### Requirement
In the entries below, find the line with "use super::*;" and the line with "assert_eq!(parsed.axis, ModeAxis::Direction);". Print those two and everything between them exactly, and nothing else.

### Given data
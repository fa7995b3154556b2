mod input;
mod json;
mod screen;

use std::fmt;
use std::io::{self, BufRead};
use std::sync::Arc;

use quiz_core::Vocabulary;
use quiz_core::model::{ModeAxis, QuestionConfig};
use rand::SeedableRng;
use rand::rngs::StdRng;
use services::{
    IntentOutcome, QuestionGenerator, QuestionSource, QuizSession, SelectionPolicy, SessionError,
};
use tracing_subscriber::EnvFilter;

use crate::input::{Command, parse_command};
use crate::json::JsonScreen;
use crate::screen::{Screen, TerminalScreen};

#[derive(Debug, PartialEq, Eq)]
enum ArgsError {
    MissingValue { flag: &'static str },
    UnknownArg(String),
    InvalidNumber { flag: &'static str, raw: String },
    InvalidAxis { raw: String },
    InvalidSelection { raw: String },
}

impl fmt::Display for ArgsError {
    fn fmt(&self, f: &mut fmt::Formatter<'_>) -> fmt::Result {
        match self {
            ArgsError::MissingValue { flag } => write!(f, "{flag} requires a value"),
            ArgsError::UnknownArg(arg) => write!(f, "unknown argument: {arg}"),
            ArgsError::InvalidNumber { flag, raw } => write!(f, "invalid {flag} value: {raw}"),
            ArgsError::InvalidAxis { raw } => {
                write!(f, "invalid --axis value: {raw} (expected prompt|direction)")
            }
            ArgsError::InvalidSelection { raw } => write!(
                f,
                "invalid --selection value: {raw} (expected exhaustive|independent)"
            ),
        }
    }
}

impl std::error::Error for ArgsError {}

fn require_value(
    args: &mut impl Iterator<Item = String>,
    flag: &'static str,
) -> Result<String, ArgsError> {
    args.next().ok_or(ArgsError::MissingValue { flag })
}

fn parse_number<T: std::str::FromStr>(raw: String, flag: &'static str) -> Result<T, ArgsError> {
    raw.trim()
        .parse()
        .map_err(|_| ArgsError::InvalidNumber { flag, raw })
}

fn parse_axis(raw: String) -> Result<ModeAxis, ArgsError> {
    match raw.trim() {
        "prompt" => Ok(ModeAxis::PromptForm),
        "direction" => Ok(ModeAxis::Direction),
        _ => Err(ArgsError::InvalidAxis { raw }),
    }
}

fn parse_selection(raw: String) -> Result<SelectionPolicy, ArgsError> {
    match raw.trim() {
        "exhaustive" => Ok(SelectionPolicy::Exhaustive),
        "independent" => Ok(SelectionPolicy::Independent),
        _ => Err(ArgsError::InvalidSelection { raw }),
    }
}

#[derive(Debug, PartialEq, Eq)]
struct Args {
    total_questions: u32,
    options_per_question: u32,
    seed: Option<u64>,
    axis: ModeAxis,
    selection: SelectionPolicy,
    json: bool,
    help: bool,
}

impl Args {
    /// Flags override environment values; unparsable environment values fall
    /// back to the defaults.
    fn parse(
        args: &mut impl Iterator<Item = String>,
        env: impl Fn(&str) -> Option<String>,
    ) -> Result<Self, ArgsError> {
        let mut parsed = Self {
            total_questions: env("QUIZ_TOTAL_QUESTIONS")
                .and_then(|value| value.trim().parse().ok())
                .unwrap_or(QuestionConfig::DEFAULT_TOTAL_QUESTIONS),
            options_per_question: env("QUIZ_OPTIONS_PER_QUESTION")
                .and_then(|value| value.trim().parse().ok())
                .unwrap_or(QuestionConfig::DEFAULT_OPTIONS_PER_QUESTION),
            seed: env("QUIZ_SEED").and_then(|value| value.trim().parse().ok()),
            axis: ModeAxis::default(),
            selection: SelectionPolicy::default(),
            json: false,
            help: false,
        };

        while let Some(arg) = args.next() {
            match arg.as_str() {
                "--questions" => {
                    parsed.total_questions =
                        parse_number(require_value(args, "--questions")?, "--questions")?;
                }
                "--options" => {
                    parsed.options_per_question =
                        parse_number(require_value(args, "--options")?, "--options")?;
                }
                "--seed" => {
                    parsed.seed = Some(parse_number(require_value(args, "--seed")?, "--seed")?);
                }
                "--axis" => parsed.axis = parse_axis(require_value(args, "--axis")?)?,
                "--selection" => {
                    parsed.selection = parse_selection(require_value(args, "--selection")?)?;
                }
                "--json" => parsed.json = true,
                "--help" | "-h" => parsed.help = true,
                _ => return Err(ArgsError::UnknownArg(arg)),
            }
        }

        Ok(parsed)
    }
}

fn print_usage() {
    eprintln!("Usage:");
    eprintln!("  cargo run -p app -- [options]");
    eprintln!();
    eprintln!("Options:");
    eprintln!("  --questions <n>          Questions per round (default: 20)");
    eprintln!("  --options <n>            Answer options per question (default: 4)");
    eprintln!("  --seed <u64>             Seed for a reproducible round");
    eprintln!("  --axis <prompt|direction>            Question variation (default: prompt)");
    eprintln!("  --selection <exhaustive|independent> Word picking (default: exhaustive)");
    eprintln!("  --json                   Emit JSON lines instead of text");
    eprintln!();
    eprintln!("Environment:");
    eprintln!("  QUIZ_TOTAL_QUESTIONS, QUIZ_OPTIONS_PER_QUESTION, QUIZ_SEED, RUST_LOG");
}

fn init_tracing() {
    tracing_subscriber::fmt()
        .with_env_filter(EnvFilter::from_default_env())
        .with_writer(io::stderr)
        .init();
}

fn show_hint<S: QuestionSource, O: Screen>(session: &mut QuizSession<S, O>) {
    let phase = session.phase();
    let options = session
        .current_question()
        .map_or(0, |question| question.options().len());
    session.observer_mut().show_hint(phase, options);
}

/// Feed input lines to the session until quit or end of input.
fn drive<S: QuestionSource, O: Screen>(
    session: &mut QuizSession<S, O>,
    input: impl BufRead,
) -> Result<(), Box<dyn std::error::Error>> {
    show_hint(session);
    for line in input.lines() {
        let line = line?;
        match parse_command(&line, session.phase(), session.current_question()) {
            Command::Quit => break,
            Command::Unknown(raw) => {
                tracing::debug!(%raw, phase = %session.phase(), "unrecognized input");
                session
                    .observer_mut()
                    .show_notice(&format!("Неизвестная команда: {raw}"));
            }
            Command::Intent(intent) => match session.dispatch(intent) {
                Ok(IntentOutcome::Ignored) => tracing::debug!("selection ignored"),
                Ok(_) => {}
                Err(err @ SessionError::InvalidTransition { .. }) => {
                    session.observer_mut().show_notice(&err.to_string());
                }
                Err(err) => return Err(err.into()),
            },
        }
        if let Some(err) = session.observer_mut().take_error() {
            return Err(err.into());
        }
        show_hint(session);
    }

    match session.observer_mut().take_error() {
        Some(err) => Err(err.into()),
        None => Ok(()),
    }
}

fn run() -> Result<(), Box<dyn std::error::Error>> {
    let args = Args::parse(&mut std::env::args().skip(1), |key| std::env::var(key).ok())
        .map_err(|e| {
            eprintln!("{e}");
            print_usage();
            e
        })?;
    if args.help {
        print_usage();
        return Ok(());
    }

    init_tracing();

    // Validate everything before any screen is shown.
    let config = QuestionConfig::new(args.total_questions, args.options_per_question)?;
    let vocabulary = Arc::new(Vocabulary::builtin());
    let rng = args
        .seed
        .map_or_else(StdRng::from_os_rng, StdRng::seed_from_u64);
    let generator = QuestionGenerator::builder(Arc::clone(&vocabulary), config, rng)
        .with_selection(args.selection)
        .with_mode_axis(args.axis)
        .build()?;
    tracing::info!(
        entries = vocabulary.len(),
        total_questions = config.total_questions(),
        options_per_question = config.options_per_question(),
        seed = ?args.seed,
        "quiz configured"
    );

    let screen: Box<dyn Screen> = if args.json {
        Box::new(JsonScreen::new(io::stdout()))
    } else {
        Box::new(TerminalScreen::new(io::stdout()))
    };
    let mut session = QuizSession::with_observer(generator, screen);
    session.observer_mut().show_welcome(vocabulary.len(), config);

    drive(&mut session, io::stdin().lock())
}

fn main() {
    if let Err(err) = run() {
        // At this layer (binary glue), printing once is fine.
        eprintln!("{err}");
        std::process::exit(2);
    }
}

#[cfg(test)]
mod tests {
    use super::*;
    use services::{QuestionPhase, QuizPhase};

    fn args(list: &[&str]) -> impl Iterator<Item = String> {
        list.iter().map(|s| (*s).to_owned()).collect::<Vec<_>>().into_iter()
    }

    fn no_env(_: &str) -> Option<String> {
        None
    }

    #[test]
    fn defaults_without_flags() {
        let parsed = Args::parse(&mut args(&[]), no_env).unwrap();
        assert_eq!(parsed.total_questions, 20);
        assert_eq!(parsed.options_per_question, 4);
        assert_eq!(parsed.seed, None);
        assert_eq!(parsed.axis, ModeAxis::PromptForm);
        assert_eq!(parsed.selection, SelectionPolicy::Exhaustive);
        assert!(!parsed.json);
    }

    #[test]
    fn flags_override_environment() {
        let env = |key: &str| match key {
            "QUIZ_TOTAL_QUESTIONS" => Some("5".to_owned()),
            "QUIZ_SEED" => Some("7".to_owned()),
            "QUIZ_OPTIONS_PER_QUESTION" => Some("not-a-number".to_owned()),
            _ => None,
        };
        let parsed = Args::parse(
            &mut args(&["--questions", "8", "--axis", "direction", "--json"]),
            env,
        )
        .unwrap();
        assert_eq!(parsed.total_questions, 8);
        assert_eq!(parsed.options_per_question, 4);
        assert_eq!(parsed.seed, Some(7));
        assert_eq!(parsed.axis, ModeAxis::Direction);
        assert!(parsed.json);
    }

    #[test]
    fn bad_flags_are_reported() {
        assert_eq!(
            Args::parse(&mut args(&["--options"]), no_env).unwrap_err(),
            ArgsError::MissingValue { flag: "--options" }
        );
        assert_eq!(
            Args::parse(&mut args(&["--seed", "x"]), no_env).unwrap_err(),
            ArgsError::InvalidNumber {
                flag: "--seed",
                raw: "x".into()
            }
        );
        assert_eq!(
            Args::parse(&mut args(&["--selection", "random"]), no_env).unwrap_err(),
            ArgsError::InvalidSelection {
                raw: "random".into()
            }
        );
        assert_eq!(
            Args::parse(&mut args(&["--verbose"]), no_env).unwrap_err(),
            ArgsError::UnknownArg("--verbose".into())
        );
    }

    #[test]
    fn drive_plays_a_scripted_round() {
        let config = QuestionConfig::new(3, 4).unwrap();
        let generator =
            QuestionGenerator::seeded(Arc::new(Vocabulary::builtin()), config, 21).unwrap();
        let mut session = QuizSession::with_observer(generator, TerminalScreen::new(Vec::new()));

        // start, then answer option 1 and advance three times
        let script = "\n1\n\n2\n\n3\n\n";
        drive(&mut session, script.as_bytes()).unwrap();

        assert_eq!(session.phase(), QuizPhase::Finished);
        let text = String::from_utf8(session.into_observer().into_inner()).unwrap();
        assert!(text.contains("Вопрос 1 из 3"));
        assert!(text.contains("Вопрос 3 из 3"));
        assert!(text.contains("Результат:"));
        assert!(text.contains("r: ещё раз"));
    }

    #[test]
    fn letters_on_open_question_are_literal_answers() {
        let config = QuestionConfig::new(2, 2).unwrap();
        let generator =
            QuestionGenerator::seeded(Arc::new(Vocabulary::builtin()), config, 4).unwrap();
        let mut session = QuizSession::with_observer(generator, JsonScreen::new(Vec::new()));

        drive(&mut session, "s\n1\nn\nn\nq\n".as_bytes()).unwrap();

        // The second "n" lands on an unanswered question and is taken as the answer.
        assert_eq!(
            session.phase(),
            QuizPhase::InProgress(QuestionPhase::Answered)
        );
        assert_eq!(session.state().selected(), Some("n"));
        assert_eq!(session.state().current_index(), 1);
    }
}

### Answer section
    use super::*;
    use services::{QuestionPhase, QuizPhase};

    fn args(list: &[&str]) -> impl Iterator<Item = String> {
        list.iter().map(|s| (*s).to_owned()).collect::<Vec<_>>().into_iter()
    }

    fn no_env(_: &str) -> Option<String> {
        None
    }

    #[test]
    fn defaults_without_flags() {
        let parsed = Args::parse(&mut args(&[]), no_env).unwrap();
        assert_eq!(parsed.total_questions, 20);
        assert_eq!(parsed.options_per_question, 4);
        assert_eq!(parsed.seed, None);
        assert_eq!(parsed.axis, ModeAxis::PromptForm);
        assert_eq!(parsed.selection, SelectionPolicy::Exhaustive);
        assert!(!parsed.json);
    }

    #[test]
    fn flags_override_environment() {
        let env = |key: &str| match key {
            "QUIZ_TOTAL_QUESTIONS" => Some("5".to_owned()),
            "QUIZ_SEED" => Some("7".to_owned()),
            "QUIZ_OPTIONS_PER_QUESTION" => Some("not-a-number".to_owned()),
            _ => None,
        };
        let parsed = Args::parse(
            &mut args(&["--questions", "8", "--axis", "direction", "--json"]),
            env,
        )
        .unwrap();
        assert_eq!(parsed.total_questions, 8);
        assert_eq!(parsed.options_per_question, 4);
        assert_eq!(parsed.seed, Some(7));
        assert_eq!(parsed.axis, ModeAxis::Direction);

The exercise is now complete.